Dear friends of the HfMT,

We're doing what the music world is doing right now: we're celebrating György Ligeti! Because on May 28, the Austro-Hungarian composer would have been 100 years old.

Let's take a deep breath and then dive in: 6 days of festival in the footsteps of a great and special master. Known for his boundless curiosity, his interdisciplinary approach, his cosmopolitan attitude, his artistic research, his unconditional originality and much more.

We are not only celebrating an outstanding artistic personality, but also explicitly "one of us": because Ligeti was Professor of Composition at the HfMT for 16 years.

You are cordially invited to around 20 events as part of the Ligeti Festival from May 2 to 7! Concerts, lectures, presentations, a photo exhibition, an international conference and the opening of a new center are on the program. To make it tasty for you, we let the protagonists speak:


MAINTAIN INDEPENDENCE!

HfMT President Prof. Dr. Jan Philipp Sprick with figure by Ligeti
HfMT President Prof. Dr. Jan Philipp Sprick with figure by Ligeti
Foto: Christina Körte

University President Prof. Dr. Jan Philipp Sprick will open the One of Us! festival and is enthusiastic about the multifaceted program that teachers and students have put together with the participation of numerous guests.

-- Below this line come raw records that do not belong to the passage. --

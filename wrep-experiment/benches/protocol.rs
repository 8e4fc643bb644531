use criterion::{BatchSize, Criterion, black_box, criterion_group, criterion_main};
use rand::SeedableRng;
use rand::rngs::StdRng;

use wrep_core::{ColorWheel, WHEEL_SIZE};
use wrep_experiment::config::ExperimentConfig;
use wrep_experiment::response::{EngineTick, ResponseEngine, WheelTarget};
use wrep_experiment::{build_block, build_trial};

fn wheel() -> ColorWheel {
    let rows = (0..WHEEL_SIZE)
        .map(|i| [(i % 256) as u8, (i / 256) as u8, 40])
        .collect();
    ColorWheel::from_rows(rows).unwrap()
}

pub fn bench_protocol(c: &mut Criterion) {
    let mut g = c.benchmark_group("protocol");
    g.sample_size(60);

    g.bench_function("trial_set_size_6", |b| {
        let wheel = wheel();
        let config = ExperimentConfig::default();
        b.iter_batched(
            || StdRng::seed_from_u64(7),
            |mut rng| build_trial(black_box(&mut rng), &wheel, &config, 6),
            BatchSize::SmallInput,
        )
    });

    g.bench_function("block_default_config", |b| {
        let wheel = wheel();
        let config = ExperimentConfig::default();
        b.iter_batched(
            || StdRng::seed_from_u64(7),
            |mut rng| build_block(black_box(&mut rng), &wheel, &config),
            BatchSize::SmallInput,
        )
    });

    g.finish();
}

pub fn bench_response_ticks(c: &mut Criterion) {
    let mut g = c.benchmark_group("response_engine");
    g.sample_size(60);

    let targets: Vec<WheelTarget> = (0..6)
        .map(|i| {
            let angle = f64::from(i) * 60.0_f64.to_radians();
            WheelTarget {
                position: ((6.0 * angle.cos()) as f32, (6.0 * angle.sin()) as f32),
                rotation: (i as u16) * 60,
            }
        })
        .collect();

    g.bench_function("hover_tick_six_pending", |b| {
        b.iter_batched(
            || ResponseEngine::new(targets.clone(), 4.0),
            |mut engine| {
                engine.step(black_box(EngineTick {
                    position: (5.5, 0.5),
                    press_edge: false,
                    press_time: 0.0,
                    sampled: Some([10, 20, 30]),
                }))
            },
            BatchSize::SmallInput,
        )
    });

    g.bench_function("resolve_all_six", |b| {
        let positions: Vec<(f32, f32)> = targets.iter().map(|t| t.position).collect();
        b.iter_batched(
            || ResponseEngine::new(targets.clone(), 4.0),
            |mut engine| {
                for (i, &position) in positions.iter().enumerate() {
                    engine.step(black_box(EngineTick {
                        position,
                        press_edge: true,
                        press_time: 0.1 * i as f64,
                        sampled: Some([10, 20, 30]),
                    }));
                }
                engine.into_responses()
            },
            BatchSize::SmallInput,
        )
    });

    g.finish();
}

criterion_group!(benches, bench_protocol, bench_response_ticks);
criterion_main!(benches);
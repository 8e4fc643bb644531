use std::time::{Duration, Instant};

/// Clock seam for stimulus presentation and response timing.
///
/// Timestamps are opaque to callers; the experiment only subtracts them and
/// sleeps. Keeping the clock behind a trait lets tests substitute a scripted
/// one and run whole sessions without waiting out real stimulus durations.
pub trait Timer: Clone + Send + Sync {
    type Timestamp: Copy + Clone + Send + Sync;
    fn now(&self) -> Self::Timestamp;
    fn elapsed(&self, ts: Self::Timestamp) -> Duration;
    fn sleep(&self, d: Duration);
}

/// Monotonic nanosecond clock with platform-specific precise sleeping.
///
/// Plain `thread::sleep` overshoots by scheduler quanta, which is too coarse
/// for stimulus exposures measured against display frames. Each platform
/// path asks the OS for its tightest waiting primitive instead.
#[derive(Debug, Clone)]
pub struct HighPrecisionTimer {
    start: Instant,
}

impl Timer for HighPrecisionTimer {
    type Timestamp = u64;

    fn now(&self) -> u64 {
        self.start.elapsed().as_nanos() as u64
    }

    fn elapsed(&self, ts: u64) -> Duration {
        Duration::from_nanos(self.now().saturating_sub(ts))
    }

    fn sleep(&self, d: Duration) {
        self.high_precision_sleep(d)
    }
}

impl HighPrecisionTimer {
    pub fn new() -> Self {
        Self {
            start: Instant::now(),
        }
    }

    pub fn high_precision_sleep(&self, duration: Duration) {
        #[cfg(target_os = "windows")]
        self.windows_sleep(duration);
        #[cfg(target_os = "linux")]
        self.linux_sleep(duration);
        #[cfg(target_os = "macos")]
        self.macos_sleep(duration);
        #[cfg(not(any(target_os = "windows", target_os = "linux", target_os = "macos")))]
        std::thread::sleep(duration);
    }

    #[cfg(target_os = "windows")]
    fn windows_sleep(&self, duration: Duration) {
        use windows::Win32::Foundation::CloseHandle;
        use windows::Win32::System::Threading::{
            CreateWaitableTimerW, SetWaitableTimer, WaitForSingleObject,
        };
        use windows::core::PCWSTR;

        unsafe {
            if let Ok(timer) = CreateWaitableTimerW(None, true, PCWSTR::null()) {
                // Negative due time means relative, in 100ns intervals.
                let due_time = -(duration.as_nanos() as i64 / 100);
                if SetWaitableTimer(timer, &due_time, 0, None, None, false).is_ok() {
                    WaitForSingleObject(timer, u32::MAX);
                }
                let _ = CloseHandle(timer);
            }
        }
    }

    #[cfg(target_os = "linux")]
    fn linux_sleep(&self, duration: Duration) {
        use libc::{CLOCK_MONOTONIC, clock_nanosleep, timespec};

        let req = timespec {
            tv_sec: duration.as_secs() as libc::time_t,
            tv_nsec: duration.subsec_nanos() as libc::c_long,
        };

        unsafe {
            clock_nanosleep(CLOCK_MONOTONIC, 0, &req, std::ptr::null_mut());
        }
    }

    #[cfg(target_os = "macos")]
    fn macos_sleep(&self, duration: Duration) {
        use mach2::mach_time::{mach_absolute_time, mach_timebase_info, mach_timebase_info_data_t};
        use std::thread;

        // Spin only for sub-100us waits; the thread sleep is fine above that.
        if duration.as_nanos() < 100_000 {
            unsafe {
                let start = mach_absolute_time();
                let mut timebase = mach_timebase_info_data_t { numer: 0, denom: 0 };
                mach_timebase_info(&mut timebase);

                let target_ticks =
                    duration.as_nanos() as u64 * timebase.denom as u64 / timebase.numer as u64;

                while mach_absolute_time() - start < target_ticks {
                    std::hint::spin_loop();
                }
            }
        } else {
            thread::sleep(duration);
        }
    }
}

impl Default for HighPrecisionTimer {
    fn default() -> Self {
        Self::new()
    }
}
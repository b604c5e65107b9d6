// ==========================================
// Abrazaderas - importer error type
// ==========================================
// File-level failures abort one file; row-level problems are reported
// inside the import report instead.
// ==========================================

use thiserror::Error;

#[derive(Error, Debug)]
pub enum ImportError {
    // ===== file =====
    #[error("file not found: {0}")]
    FileNotFound(String),

    #[error("unsupported file format: {0} (expected .xlsx/.xls/.csv)")]
    UnsupportedFormat(String),

    #[error("file read failed: {0}")]
    FileReadError(String),

    #[error("Excel parse failed: {0}")]
    ExcelParseError(String),

    #[error("CSV parse failed: {0}")]
    CsvParseError(String),

    // ===== layout =====
    #[error("missing required column: {0}")]
    MissingColumn(String),

    // ===== catalog =====
    #[error("catalog error: {0}")]
    Gateway(String),

    // ===== generic =====
    #[error("internal error: {0}")]
    InternalError(String),

    #[error(transparent)]
    Other(#[from] anyhow::Error),
}

impl From<std::io::Error> for ImportError {
    fn from(err: std::io::Error) -> Self {
        ImportError::FileReadError(err.to_string())
    }
}

impl From<csv::Error> for ImportError {
    fn from(err: csv::Error) -> Self {
        ImportError::CsvParseError(err.to_string())
    }
}

impl From<calamine::Error> for ImportError {
    fn from(err: calamine::Error) -> Self {
        ImportError::ExcelParseError(err.to_string())
    }
}

/// Result alias
pub type ImportResult<T> = Result<T, ImportError>;
// ==========================================
// Free-text parser integration tests
// ==========================================

use abrazaderas::engine::normalize_text;
use abrazaderas::{parse_text, Fabrication, Shape};

#[test]
fn test_catalog_style_descriptions() {
    let cases = [
        (
            "ABRAZADERA TREFILADA DE 5/8 X 90 X 250 CURVA",
            Fabrication::Trefilada,
            "5/8",
            90,
            250,
            Shape::Curva,
        ),
        (
            "abrazadera laminada de 1x135x400 s-curva",
            Fabrication::Laminada,
            "1",
            135,
            400,
            Shape::Semicurva,
        ),
        (
            "Abrazadera trefilada de 9/16 X 85 X 270 plana zincada",
            Fabrication::Trefilada,
            "9/16",
            85,
            270,
            Shape::Plana,
        ),
    ];

    for (text, fabrication, diameter, width, length, shape) in cases {
        let parsed = parse_text(text);
        assert_eq!(parsed.fabrication, Some(fabrication), "{text}");
        assert_eq!(parsed.diameter.as_deref(), Some(diameter), "{text}");
        assert_eq!(parsed.width, Some(width), "{text}");
        assert_eq!(parsed.length, Some(length), "{text}");
        assert_eq!(parsed.shape, Some(shape), "{text}");
        assert_eq!(parsed.parse_confidence, 100, "{text}");
    }
}

#[test]
fn test_inch_marks_and_mm_units_around_dimensions() {
    let parsed = parse_text("ABRAZADERA TREFILADA DE 1/2\"X80X220 PLANA");
    assert_eq!(parsed.diameter.as_deref(), Some("1/2"));
    assert_eq!(parsed.width, Some(80));
    assert_eq!(parsed.length, Some(220));
    assert_eq!(parsed.parse_confidence, 100);
    assert!(parsed.parse_warnings.is_empty());

    let parsed = parse_text("ABRAZADERA TREFILADA DE 1/2 80MMX220MM PLANA");
    assert_eq!(parsed.diameter.as_deref(), Some("1/2"));
    assert_eq!(parsed.width, Some(80));
    assert_eq!(parsed.length, Some(220));
    assert_eq!(parsed.parse_confidence, 100);

    let parsed = parse_text("abrazadera laminada de 3/4' x 120 mm x 400 mm curva");
    assert_eq!(parsed.width, Some(120));
    assert_eq!(parsed.length, Some(400));
}

#[test]
fn test_words_with_x_are_not_dimensions() {
    let parsed = parse_text("ABRAZADERA TREFILADA EXTRA DE 1/2 X 80 X 220 PLANA");
    assert_eq!(parsed.width, Some(80));
    assert_eq!(parsed.length, Some(220));
    assert!(normalize_text("extra mmx").contains("EXTRA MMX"));
}

#[test]
fn test_confidence_bounds_on_noise() {
    let noise = [
        "",
        "   ",
        "X X X",
        "DE DE DE",
        "1/2/3 x x x 999999999999999999999",
        "ABRAZADERA DE  X 80",
        "ñandú curva plana semicurva",
        "\u{0}\u{1f600}",
    ];
    for text in noise {
        let parsed = parse_text(text);
        assert!(parsed.parse_confidence <= 100, "{text:?}");
        assert!(parsed.parse_confidence >= 30, "{text:?}");
    }
}

#[test]
fn test_empty_text_reports_every_gap() {
    let parsed = parse_text("");
    assert_eq!(parsed.parse_confidence, 30);
    assert_eq!(parsed.parse_warnings.len(), 4);
    assert!(parsed.to_spec().is_none());
}

#[test]
fn test_normalization_is_stable() {
    let once = normalize_text("abrazadera de 3/4x120x400 s/c");
    assert_eq!(normalize_text(&once), once);
}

The special thing about it from his point of view: "I think that there are very few Ligeti events that express an almost personal affection like ours. Even if only a few of the participants have experienced Ligeti personally: There is a great emotional closeness to the composer in this festival!"

Sprick also creates closeness and draws the thread into the present. In the lead article of the university newspaper zwoelf, Sprick asks what the university can still learn today from a person like György Ligeti and how dealing with such a complex and elusive artistic personality can be used as a starting point for productive reflection on the future.
In addition, Ligeti is also a source of inspiration for Sprick personally: "From everything I have read about Ligeti and heard from contemporary witnesses, I have the impression that he was a very independent person. As the president of a large university, you always think that you no longer have this independence in view of the constraints. But I don't want to believe that this is necessarily the case. And a person like Ligeti helps me with that, even if I never got to know him."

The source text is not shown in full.